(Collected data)
****************************************

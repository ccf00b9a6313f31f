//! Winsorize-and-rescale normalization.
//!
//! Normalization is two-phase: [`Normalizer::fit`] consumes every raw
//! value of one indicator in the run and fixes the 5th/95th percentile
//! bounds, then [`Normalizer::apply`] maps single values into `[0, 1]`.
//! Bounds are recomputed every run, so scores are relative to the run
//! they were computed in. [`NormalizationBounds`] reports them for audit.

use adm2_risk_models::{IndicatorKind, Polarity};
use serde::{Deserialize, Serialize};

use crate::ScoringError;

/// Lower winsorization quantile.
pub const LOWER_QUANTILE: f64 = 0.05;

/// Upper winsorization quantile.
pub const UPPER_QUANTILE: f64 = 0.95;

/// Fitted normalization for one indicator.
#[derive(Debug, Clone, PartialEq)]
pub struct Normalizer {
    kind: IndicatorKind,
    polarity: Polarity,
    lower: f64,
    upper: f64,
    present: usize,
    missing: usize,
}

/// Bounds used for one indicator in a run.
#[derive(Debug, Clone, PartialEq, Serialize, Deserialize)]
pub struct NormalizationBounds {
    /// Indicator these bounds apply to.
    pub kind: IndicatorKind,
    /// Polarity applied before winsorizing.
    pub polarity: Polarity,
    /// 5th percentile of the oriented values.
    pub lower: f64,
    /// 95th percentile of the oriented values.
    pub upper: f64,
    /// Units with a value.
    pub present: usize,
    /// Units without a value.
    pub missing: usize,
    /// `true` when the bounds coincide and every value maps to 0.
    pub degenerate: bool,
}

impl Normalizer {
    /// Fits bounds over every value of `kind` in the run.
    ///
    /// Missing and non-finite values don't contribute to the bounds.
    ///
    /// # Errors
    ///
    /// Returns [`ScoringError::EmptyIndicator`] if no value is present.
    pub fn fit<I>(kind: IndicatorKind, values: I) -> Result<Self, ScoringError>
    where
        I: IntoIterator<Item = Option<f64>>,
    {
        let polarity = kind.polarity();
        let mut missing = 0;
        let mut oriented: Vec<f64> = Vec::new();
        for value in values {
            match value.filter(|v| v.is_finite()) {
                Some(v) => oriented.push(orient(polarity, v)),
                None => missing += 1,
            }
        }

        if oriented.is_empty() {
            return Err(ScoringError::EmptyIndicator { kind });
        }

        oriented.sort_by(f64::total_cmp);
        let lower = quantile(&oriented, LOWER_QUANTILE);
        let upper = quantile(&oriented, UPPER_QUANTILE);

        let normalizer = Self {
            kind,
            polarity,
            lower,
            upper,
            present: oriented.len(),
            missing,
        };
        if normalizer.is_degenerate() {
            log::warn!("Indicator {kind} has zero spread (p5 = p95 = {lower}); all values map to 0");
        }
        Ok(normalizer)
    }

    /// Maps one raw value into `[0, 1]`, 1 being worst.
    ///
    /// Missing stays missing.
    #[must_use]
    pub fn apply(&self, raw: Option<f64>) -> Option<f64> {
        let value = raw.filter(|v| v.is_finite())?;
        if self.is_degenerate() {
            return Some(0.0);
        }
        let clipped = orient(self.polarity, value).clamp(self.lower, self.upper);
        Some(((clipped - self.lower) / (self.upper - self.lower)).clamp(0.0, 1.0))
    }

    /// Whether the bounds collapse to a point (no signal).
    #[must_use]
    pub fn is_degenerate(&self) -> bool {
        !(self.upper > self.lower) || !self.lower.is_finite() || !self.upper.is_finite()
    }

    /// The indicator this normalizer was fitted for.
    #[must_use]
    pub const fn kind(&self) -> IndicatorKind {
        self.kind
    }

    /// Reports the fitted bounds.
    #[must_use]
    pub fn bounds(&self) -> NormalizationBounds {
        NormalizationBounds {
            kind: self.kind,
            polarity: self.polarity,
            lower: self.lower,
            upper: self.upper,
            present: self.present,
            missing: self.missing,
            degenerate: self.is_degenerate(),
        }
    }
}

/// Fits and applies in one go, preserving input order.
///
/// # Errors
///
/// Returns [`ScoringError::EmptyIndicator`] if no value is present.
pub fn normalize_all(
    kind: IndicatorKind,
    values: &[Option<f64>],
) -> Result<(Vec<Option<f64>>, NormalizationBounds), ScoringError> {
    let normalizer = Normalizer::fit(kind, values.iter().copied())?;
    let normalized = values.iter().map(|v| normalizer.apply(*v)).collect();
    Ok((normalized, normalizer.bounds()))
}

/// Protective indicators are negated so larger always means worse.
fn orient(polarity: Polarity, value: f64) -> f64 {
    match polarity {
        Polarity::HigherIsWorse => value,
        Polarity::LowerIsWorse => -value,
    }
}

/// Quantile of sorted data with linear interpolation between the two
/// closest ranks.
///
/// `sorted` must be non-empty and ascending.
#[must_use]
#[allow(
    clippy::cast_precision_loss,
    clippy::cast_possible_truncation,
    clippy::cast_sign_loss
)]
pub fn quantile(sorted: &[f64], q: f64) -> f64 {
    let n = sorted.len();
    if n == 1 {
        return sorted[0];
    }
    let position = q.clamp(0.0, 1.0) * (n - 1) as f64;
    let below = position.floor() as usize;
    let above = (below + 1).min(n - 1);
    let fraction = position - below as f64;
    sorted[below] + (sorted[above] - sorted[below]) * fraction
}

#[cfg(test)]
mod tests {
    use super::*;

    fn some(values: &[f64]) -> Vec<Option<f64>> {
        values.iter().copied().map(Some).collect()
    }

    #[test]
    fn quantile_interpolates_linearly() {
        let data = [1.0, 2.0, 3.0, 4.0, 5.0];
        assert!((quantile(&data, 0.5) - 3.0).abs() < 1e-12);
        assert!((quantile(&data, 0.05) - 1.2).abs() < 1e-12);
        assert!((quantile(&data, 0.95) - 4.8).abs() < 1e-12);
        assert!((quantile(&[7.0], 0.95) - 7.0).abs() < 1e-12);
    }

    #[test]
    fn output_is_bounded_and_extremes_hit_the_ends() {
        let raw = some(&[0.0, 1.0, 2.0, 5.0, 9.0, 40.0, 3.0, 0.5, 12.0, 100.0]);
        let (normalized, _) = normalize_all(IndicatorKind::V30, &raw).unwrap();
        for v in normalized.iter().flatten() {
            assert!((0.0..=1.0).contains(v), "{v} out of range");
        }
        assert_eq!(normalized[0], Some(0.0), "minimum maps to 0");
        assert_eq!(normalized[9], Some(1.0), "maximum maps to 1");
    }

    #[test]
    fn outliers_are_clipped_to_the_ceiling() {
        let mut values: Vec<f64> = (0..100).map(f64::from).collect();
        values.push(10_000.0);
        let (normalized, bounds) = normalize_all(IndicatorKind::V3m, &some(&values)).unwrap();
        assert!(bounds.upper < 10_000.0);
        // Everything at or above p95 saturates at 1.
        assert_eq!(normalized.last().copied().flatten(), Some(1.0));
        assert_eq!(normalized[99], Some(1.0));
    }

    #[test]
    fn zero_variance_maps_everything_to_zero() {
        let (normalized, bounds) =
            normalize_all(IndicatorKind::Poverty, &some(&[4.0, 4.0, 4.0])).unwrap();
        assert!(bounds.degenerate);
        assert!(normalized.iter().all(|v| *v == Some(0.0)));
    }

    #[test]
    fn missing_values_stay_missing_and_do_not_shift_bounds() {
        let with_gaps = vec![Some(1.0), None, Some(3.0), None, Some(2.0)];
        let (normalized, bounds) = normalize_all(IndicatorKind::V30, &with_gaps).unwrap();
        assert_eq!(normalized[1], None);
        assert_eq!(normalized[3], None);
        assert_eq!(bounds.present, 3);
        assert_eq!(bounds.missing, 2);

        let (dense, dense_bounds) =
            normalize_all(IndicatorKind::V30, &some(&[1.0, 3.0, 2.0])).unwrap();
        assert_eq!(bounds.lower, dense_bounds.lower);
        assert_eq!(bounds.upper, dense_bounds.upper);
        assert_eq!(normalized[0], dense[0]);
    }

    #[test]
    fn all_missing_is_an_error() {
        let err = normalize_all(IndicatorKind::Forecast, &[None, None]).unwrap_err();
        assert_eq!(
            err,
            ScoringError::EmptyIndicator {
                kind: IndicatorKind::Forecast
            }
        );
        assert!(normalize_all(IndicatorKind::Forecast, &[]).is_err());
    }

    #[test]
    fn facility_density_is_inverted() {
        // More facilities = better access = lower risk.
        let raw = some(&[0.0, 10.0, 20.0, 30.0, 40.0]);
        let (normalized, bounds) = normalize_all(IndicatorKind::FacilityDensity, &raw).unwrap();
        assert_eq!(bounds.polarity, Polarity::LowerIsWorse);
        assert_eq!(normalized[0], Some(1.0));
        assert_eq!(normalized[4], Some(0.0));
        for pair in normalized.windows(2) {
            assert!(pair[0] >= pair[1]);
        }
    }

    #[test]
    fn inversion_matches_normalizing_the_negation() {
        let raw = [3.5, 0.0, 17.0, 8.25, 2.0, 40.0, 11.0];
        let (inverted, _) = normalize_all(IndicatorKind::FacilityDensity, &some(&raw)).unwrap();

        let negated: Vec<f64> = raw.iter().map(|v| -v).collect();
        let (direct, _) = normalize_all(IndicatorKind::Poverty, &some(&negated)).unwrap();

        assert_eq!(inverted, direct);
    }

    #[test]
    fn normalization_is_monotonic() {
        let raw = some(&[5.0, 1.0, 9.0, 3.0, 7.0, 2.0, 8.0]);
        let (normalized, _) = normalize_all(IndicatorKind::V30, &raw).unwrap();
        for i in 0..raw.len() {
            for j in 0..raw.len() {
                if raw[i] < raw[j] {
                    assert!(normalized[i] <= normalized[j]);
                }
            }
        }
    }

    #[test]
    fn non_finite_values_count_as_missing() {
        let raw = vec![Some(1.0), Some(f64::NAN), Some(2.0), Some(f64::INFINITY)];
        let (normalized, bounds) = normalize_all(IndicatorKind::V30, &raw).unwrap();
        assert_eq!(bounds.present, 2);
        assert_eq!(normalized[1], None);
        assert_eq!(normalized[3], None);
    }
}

****************************************

* _EXERCISE BRIEF_:
Check each line of the entries above for the word "percentile". List the ones that have it.

* _RESPONSE AREA_:
//! value of one indicator in the run and fixes the 5th/95th percentile
    /// 5th percentile of the oriented values.
    /// 95th percentile of the oriented values.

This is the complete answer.